Afabulação
de Pier Paolo Pasolini
Tradução Maria Jorge Figueiredo
Encenação Luis Miguel Cintra
Cenário e figurinos Cristina Reis
Assistentes para o cenário e figurinos Linda Gomes Teixeira e Luís Miguel Santos
Director de montagem Jorge Esteves
Desenho de luzes Daniel Worm d' Assumpção
Montagem eléctrica Pedro Marques
Operação de luz Pedro Marques
Montagem João Paulo Araújo e Abel Fernandes
Contra-regra Rui Pragana
Guarda-roupa Emília Lima
Costureiras Julieta Carvalho, Maria Barradas, Piedade Duarte e Teresa Cavaca
Conservação do Guarda-Roupa Alice Madeira
Colaboração Pedro Gardete e Luis Lopes
Cartaz Cristina Reis
Secretária da Companhia Amália Barriga
Interpretação
Sombra de Sófocles José Manuel Mendes
Pai Luis Miguel Cintra
Mãe Rita Loureiro
Filho António Pedro Cerdeira
Rapariga Rita Durão
Nigromante Glicínia Quartin
Padre, Comissário, Médico, Ferroviário Luis Lucas
Mendigo e Espírito do Filho no Epilogo António Pedro Cerdeira
Música no fim do espectáculo ouve-se um recitativo da Penélope do Il Ritorno d'Ulisse in Patria de Claudio Monteverdi, interpretado por Norma Lerer na gravação dirigida por Nikolaus Harnoncourt com o Concentus Musicus Wien para a Teldec (Das Alte Werk).

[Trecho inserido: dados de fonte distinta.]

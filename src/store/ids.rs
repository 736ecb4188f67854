use chrono::Utc;
use uuid::Uuid;

use super::error::StoreError;

/// How a table mints ids for rows created without one.
#[derive(Debug, Clone, Copy, PartialEq, Eq)]
pub enum IdStrategy {
    /// `{prefix}_{epoch-ms}`, e.g. `prd_1718000000000`.
    Timestamp(&'static str),
    /// `{PREFIX}-{6 upper-case hex digits}`, e.g. `SH-3FA9C1`.
    RandomHex(&'static str),
}

impl IdStrategy {
    pub fn generate(&self) -> String {
        self.generate_at(Utc::now().timestamp_millis())
    }

    pub fn generate_at(&self, now_ms: i64) -> String {
        match self {
            IdStrategy::Timestamp(prefix) => format!("{}_{}", prefix, now_ms),
            IdStrategy::RandomHex(prefix) => {
                let hex = Uuid::new_v4().simple().to_string();
                format!("{}-{}", prefix, hex[..6].to_ascii_uppercase())
            }
        }
    }

    /// Generates an id not present in `taken`.
    ///
    /// Timestamp ids advance the clock value on collision so that two
    /// creates within the same millisecond still get distinct ids.
    pub fn generate_unique<F>(&self, taken: F) -> String
    where
        F: Fn(&str) -> bool,
    {
        let mut now_ms = Utc::now().timestamp_millis();
        loop {
            let candidate = self.generate_at(now_ms);
            if !taken(&candidate) {
                return candidate;
            }
            now_ms += 1;
        }
    }
}

/// Human-facing sequence numbers such as `ORD-001`.
///
/// The next number is one more than the largest one already present, so it
/// is only gap-free and unique while a single writer is creating rows.
#[derive(Debug, Clone, Copy, PartialEq, Eq)]
pub struct SequenceSpec {
    pub field: &'static str,
    pub prefix: &'static str,
    pub width: usize,
}

impl SequenceSpec {
    /// Numeric part of `PREFIX-<digits>` (prefix case-insensitive) or of a bare
    /// digit string.
    pub fn parse(&self, value: &str) -> Option<u64> {
        let value = value.trim();
        let digits = match value.get(..self.prefix.len() + 1) {
            Some(head) if head.eq_ignore_ascii_case(&format!("{}-", self.prefix)) => &value[head.len()..],
            _ => value,
        };
        if digits.is_empty() || !digits.bytes().all(|b| b.is_ascii_digit()) {
            return None;
        }
        digits.parse().ok()
    }

    pub fn format(&self, n: u64) -> String {
        format!("{}-{:0width$}", self.prefix, n, width = self.width)
    }

    /// `max(existing) + 1`, starting at 1 when nothing parses. Fails when a
    /// stored value already holds the largest representable number.
    pub fn next<'a, I>(&self, existing: I) -> Result<String, StoreError>
    where
        I: IntoIterator<Item = &'a str>,
    {
        let max = existing.into_iter().filter_map(|v| self.parse(v)).max().unwrap_or(0);
        max.checked_add(1)
            .map(|n| self.format(n))
            .ok_or_else(|| StoreError::invalid(self.field, format!("sequence after {} is exhausted", self.format(max))))
    }
}
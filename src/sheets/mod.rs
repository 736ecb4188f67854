//! Remote spreadsheet access.
//!
//! Everything above this module treats the spreadsheet as a set of named
//! tables made of string cells. The [`SheetsClient`] trait is the whole
//! contract the row store depends on; [`google::GoogleSheetsClient`] talks to
//! the real service and [`memory::MemorySheets`] keeps grids in process.

pub mod google;
pub mod memory;

use async_trait::async_trait;
use std::fmt;
use thiserror::Error;

pub use google::GoogleSheetsClient;
pub use memory::MemorySheets;

/// A raw 2-D block of cells. Rows may be ragged: missing trailing cells are
/// simply absent.
pub type Grid = Vec<Vec<String>>;

/// Column width used for full-table reads when no header width is known yet.
pub const DEFAULT_WIDTH: usize = 26;

/// Errors from the remote spreadsheet service
#[derive(Debug, Error)]
pub enum SheetsError {
    #[error("Missing configuration: {0}")]
    ConfigMissing(&'static str),

    #[error("Sheet tab not found: {0}")]
    TableNotFound(String),

    #[error("Service account authentication failed: {0}")]
    Auth(String),

    #[error("Sheets API error ({status}): {message}")]
    Api { status: u16, message: String },

    #[error("Unexpected response from Sheets API: {0}")]
    InvalidResponse(String),

    #[error(transparent)]
    Http(#[from] reqwest::Error),

    #[error(transparent)]
    Jwt(#[from] jsonwebtoken::errors::Error),
}

/// Address of a block of cells inside one table (sheet tab).
///
/// `rows` is a 1-based inclusive span; `None` addresses every row.
#[derive(Debug, Clone, PartialEq, Eq)]
pub struct RangeRef {
    pub table: String,
    pub rows: Option<(usize, usize)>,
    pub width: usize,
}

impl RangeRef {
    /// Every row of the table, columns `A` through the default width.
    pub fn full(table: impl Into<String>) -> Self {
        Self {
            table: table.into(),
            rows: None,
            width: DEFAULT_WIDTH,
        }
    }

    /// Exactly one row, `width` columns wide.
    pub fn row(table: impl Into<String>, row: usize, width: usize) -> Self {
        Self {
            table: table.into(),
            rows: Some((row, row)),
            width: width.max(1),
        }
    }

    /// Row 1 of the table, `width` columns wide.
    pub fn header(table: impl Into<String>, width: usize) -> Self {
        Self::row(table, 1, width)
    }

    /// Last column letter covered by this range.
    pub fn last_column(&self) -> String {
        column_letter(self.width)
    }
}

impl fmt::Display for RangeRef {
    /// Renders A1 notation, e.g. `orders!A:Z` or `orders!A5:H5`.
    fn fmt(&self, f: &mut fmt::Formatter<'_>) -> fmt::Result {
        let last = self.last_column();
        match self.rows {
            None => write!(f, "{}!A:{}", self.table, last),
            Some((start, end)) => write!(f, "{}!A{}:{}{}", self.table, start, last, end),
        }
    }
}

/// 1 -> A, 26 -> Z, 27 -> AA ...
pub fn column_letter(column: usize) -> String {
    let mut n = column;
    let mut out = Vec::new();
    while n > 0 {
        let m = (n - 1) % 26;
        out.push(b'A' + m as u8);
        n = (n - 1) / 26;
    }
    out.reverse();
    String::from_utf8(out).unwrap_or_default()
}

/// The remote spreadsheet contract the row store is written against.
///
/// No call is retried and none of them is atomic with respect to any other:
/// two writers interleaving read-modify-write cycles will clobber each other.
#[async_trait]
pub trait SheetsClient: Send + Sync {
    /// Returns every populated row in the range, or an empty grid.
    async fn read_range(&self, range: &RangeRef) -> Result<Grid, SheetsError>;

    /// Appends one row after the last populated row of the range.
    async fn append_row(&self, range: &RangeRef, row: Vec<String>) -> Result<(), SheetsError>;

    /// Overwrites exactly the addressed cells.
    async fn update_range(&self, range: &RangeRef, rows: Vec<Vec<String>>) -> Result<(), SheetsError>;

    /// Removes rows `[start, end)` (0-based) and shifts later rows up.
    async fn delete_rows(&self, table_id: i64, start: usize, end: usize) -> Result<(), SheetsError>;

    /// Resolves a tab name to the numeric id row deletion needs.
    async fn get_table_id(&self, table: &str) -> Result<i64, SheetsError>;
}
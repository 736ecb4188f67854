//! Spreadsheet tabs used as tables of records.
//!
//! The first row of a tab is its header and names the columns; every other
//! non-blank row is a record. Nothing is cached: each operation reads the
//! tab again.

pub mod error;
pub mod ids;
pub mod nested;
pub mod record;
pub mod schema;
pub mod table;

pub use error::StoreError;
pub use ids::{IdStrategy, SequenceSpec};
pub use nested::{EmbeddedChildren, JoinedChildren};
pub use record::{fields, Fields, Record};
pub use schema::Schema;
pub use table::{DeletePolicy, Snapshot, Table, TableSpec, Tombstone};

Colaboração de Doutor Emílio Salgueiro, Sérgio Niza, Jean-Claude Biette, Professor Kanna, Paulo Cardoso, Ricardo Aibéo, Jorge Lima Barreto, Pablo Llorca, Maria do Carmo Vasconcelos, Carmen Santos e Jorge Sequem, Ana Costa Almeida, Área Museológica da CP, Fundação Caloute Gulbenkian - Serviço ACARTE.
Lisboa: Teatro do Bairro Alto. Estreia: 04/11/1999
34 representações
Companhia subsidiada pela Secretaria de Estado da Cultura
Apoio de RDP, Antena 1
Vidas ejemplares. Era uma colecção de livrinhos que o meu pai me ia regularmente oferecendo. Trazia de Espanha, das suas viagens, e eu era um menino, talvez ainda agarrado aos seus joelhos. Muitos santos. Gente rara. O melhor era São Francisco, o mesmo de Rossellini, o mesmo de Ucellacci e uccellini. E os mártires todos, com sangue a escorrer. Desde então precisei sempre de exemplos. De santos. Do exemplo de vidas políticas. Voltadas para os outros e voltadas para Deus. A nós, menos grandes, e sobretudo já passada a idade de crescer, são quem nos defende do Mal, do cinismo. E nos deixam o desejo. Ainda vontade de conhecer. São Pier Paolo faz agora parte da minha colecção.
AFABULAÇÃO fala sobretudo de conhecer, ou seja, tocar, ver e sentir sem dominar. Cria horror ao poder. Pensa com leis poéticas, felizmente inúteis. Põe outra vez em cena o Édipo antigo mas no lugar da Esfinge põe diante dele a própria vida, em vez de um enigma um mistério. O próprio futuro. Foi para falarmos desta generosidade fundamental ou desta humildade (ser pequeno diante do Homem, filho de Deus) que quis pôr em cena este texto. Porque é difícil para "uma sociedade num péssimo momento da sua história". E porque quero também perguntar: que faremos perante um filho "anacronicamente inocente" que não nos quer matar? Perante o seu corpo?
Na passagem das gerações, falemos sobre pais e filhos. Falemos como se fala no teatro, com o corpo, como na vida. Falemos.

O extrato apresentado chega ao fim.